Potatoes NZ Inc.
Farewell to the first chipologist
Alongside The Ministry of Health and PNZ’s Chip Group, Kate has helped develop and implement a fun and free training course for chip cooks around the country. Her work has seen her travel from the Far North, to the deep south, visiting individual takeaway shops, community groups, marae, sports clubs, caterers and educational institutions. She has spread the message of making a healthier chip far and wide.
Kate has worked for PNZ since her tertiary education in nutrition and it seemed her six years of service to our association, growers, suppliers and consumers of potatoes, deserved a little celebration with the following question and answer session. Tell me about your beginnings with Potatoes NZ? I started writing articles and doing contract work for PNZ back in 2011 and then I applied for the role of training and education manager for The Chip Group in May 2012. It was quite uncanny as I remember hearing about the concept at one of my lectures during my final year of university. I have worked between The Chip Group and PNZ since then. It’s certainly been a wild chip and spud-laden ride. What’s your specialist area when it comes to potatoes? I would say my understanding of the chip industry – from paddock to wrapper - and how each step can have an impact the final product. Cooking technique is hugely important when it comes to chips and after taking hundreds of people through our course I’d like to think of myself as being able to cook a good chip. Someone once dubbed me the chipologist so I’ll claim that. After eating my fair
share, I’d say I’m also a pretty good judge of what certifies a good and not so good chip.
What have you enjoyed most in your work for PNZ and The Chip Group?
The wide variety of people I have met, trained and come into contact with. Connecting with individuals from a range of different backgrounds, ethnicities, industries and businesses has been hugely rewarding, particularly educating and empowering small businesses with knowledge and tools they can use to grow. I would also say dispelling people’s misconceptions about potatoes and chips. So many people still think that potatoes are the “bad guy” but spuds have so much to offer and are completely underrated. Eating my fair share of hot chips hasn’t been all that bad either!

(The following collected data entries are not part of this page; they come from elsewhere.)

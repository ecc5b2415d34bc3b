// Receipt Points - REST API with Axum
//
// POST /receipts/process     → {"id": "..."}
// GET  /receipts/:id/points  → {"points": N}
// GET  /health               → store size + version

use crate::receipt::{Receipt, ValidationError, FIELD_PURCHASE_DATE, FIELD_PURCHASE_TIME};
use crate::scoring;
use crate::store::ReceiptStore;
use axum::{
    extract::{rejection::JsonRejection, Path, State},
    http::StatusCode,
    response::{IntoResponse, Json, Response},
    routing::{get, post},
    Router,
};
use serde::{Deserialize, Serialize};
use std::sync::Arc;
use tower_http::cors::CorsLayer;
use tower_http::trace::TraceLayer;

pub const INVALID_RECEIPT: &str = "Invalid receipt received";
pub const INVALID_DATE: &str = "Date is in the wrong format";
pub const INVALID_TIME: &str = "Time is in the wrong format";

/// Shared application state
#[derive(Clone)]
pub struct AppState {
    pub store: Arc<ReceiptStore>,
}

impl AppState {
    pub fn new(store: Arc<ReceiptStore>) -> Self {
        AppState { store }
    }
}

#[derive(Debug, Serialize, Deserialize)]
pub struct ProcessResponse {
    pub id: String,
}

#[derive(Debug, Serialize, Deserialize)]
pub struct PointsResponse {
    pub points: u64,
}

#[derive(Debug, Serialize, Deserialize)]
pub struct HealthResponse {
    pub status: String,
    pub receipts: usize,
    pub version: String,
}

#[derive(Debug, Serialize, Deserialize)]
pub struct ErrorResponse {
    pub error: String,
}

fn error_response(status: StatusCode, message: impl Into<String>) -> Response {
    (
        status,
        Json(ErrorResponse {
            error: message.into(),
        }),
    )
        .into_response()
}

// ============================================================================
// API Handlers
// ============================================================================

/// POST /receipts/process - Validate and store a receipt
async fn process_receipt(
    State(state): State<AppState>,
    payload: Result<Json<Receipt>, JsonRejection>,
) -> Response {
    let receipt = match payload {
        Ok(Json(receipt)) => receipt,
        Err(rejection) => {
            tracing::warn!(error = %rejection.body_text(), "rejected receipt body");
            return error_response(StatusCode::BAD_REQUEST, INVALID_RECEIPT);
        }
    };

    if let Err(errors) = receipt.validate() {
        for e in &errors {
            tracing::warn!(field = %e.field, message = %e.message, "receipt failed validation");
        }
        return error_response(StatusCode::BAD_REQUEST, validation_message(&errors));
    }

    let id = state.store.insert(receipt);
    tracing::info!(%id, "stored receipt");

    (StatusCode::CREATED, Json(ProcessResponse { id })).into_response()
}

/// Structural problems win over date problems, which win over time problems.
fn validation_message(errors: &[ValidationError]) -> &'static str {
    let has = |field: &str| errors.iter().any(|e| e.field == field);

    if errors
        .iter()
        .any(|e| e.field != FIELD_PURCHASE_DATE && e.field != FIELD_PURCHASE_TIME)
    {
        INVALID_RECEIPT
    } else if has(FIELD_PURCHASE_DATE) {
        INVALID_DATE
    } else {
        INVALID_TIME
    }
}

/// GET /receipts/:id/points - Score a stored receipt
async fn get_points(State(state): State<AppState>, Path(id): Path<String>) -> Response {
    let Some(receipt) = state.store.get(&id) else {
        tracing::warn!(%id, "points requested for unknown receipt");
        return error_response(
            StatusCode::BAD_REQUEST,
            format!("Couldn't find receipt with id={}", id),
        );
    };

    // Scored outside the store lock
    match scoring::breakdown(&receipt) {
        Ok(breakdown) => {
            tracing::debug!(%id, ?breakdown, "scored receipt");
            (
                StatusCode::OK,
                Json(PointsResponse {
                    points: breakdown.total(),
                }),
            )
                .into_response()
        }
        Err(e) => {
            tracing::error!(%id, error = %e, "stored receipt could not be scored");
            error_response(StatusCode::INTERNAL_SERVER_ERROR, e.to_string())
        }
    }
}

/// GET /health - Health check
async fn health_check(State(state): State<AppState>) -> impl IntoResponse {
    Json(HealthResponse {
        status: "ok".to_string(),
        receipts: state.store.len(),
        version: crate::VERSION.to_string(),
    })
}

// ============================================================================
// Router
// ============================================================================

pub fn router(state: AppState) -> Router {
    Router::new()
        .route("/receipts/process", post(process_receipt))
        .route("/receipts/:id/points", get(get_points))
        .route("/health", get(health_check))
        .with_state(state)
        .layer(TraceLayer::new_for_http())
        .layer(CorsLayer::permissive())
}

What do you feel most proud of in the work you have done with PNZ?
Playing my small part in the mission to improve New Zealanders’ health and equally in supporting and celebrating the hard-working efforts of our NZ spud growers. Within the Chip Group specifically it’s been the chance to empower people with skills when they may not have had access to the science of deep frying potatoes. I’m proud of helping them to understand the importance of their actions affecting their customers’ health. Essentially I help them make small changes to the way they cook, to not only improve their business, but also to play a role in the health of their community.
Your degree was in nutrition, do you see that influencing your next career steps?
Absolutely. I am and always have been super-passionate about all things food, particularly within the nutrition/ education realm. I hope to continue being involved in this space in my future career. The health industry is constantly evolving – by removing guilt, rules and pre-conceived ideas of what health looks like, I believe we can lead a wellbalanced life, with room for the good stuff, like hot chips and crispy duck-fat roasted potatoes.
Where to next?
I am taking a year to do some world travel and delve further into food writing through my business, Relish the Memory. I will likely look at opportunities to work overseas. I’m also particularly passionate about celebrating NZ’s food culture and helping showcase that to the rest of the world, so you haven’t heard the last of me.
I have thoroughly enjoyed being involved in such a unique industry – the result of highly passionate, hard-working people, who ensure New Zealanders enjoy the very best home-grown potatoes.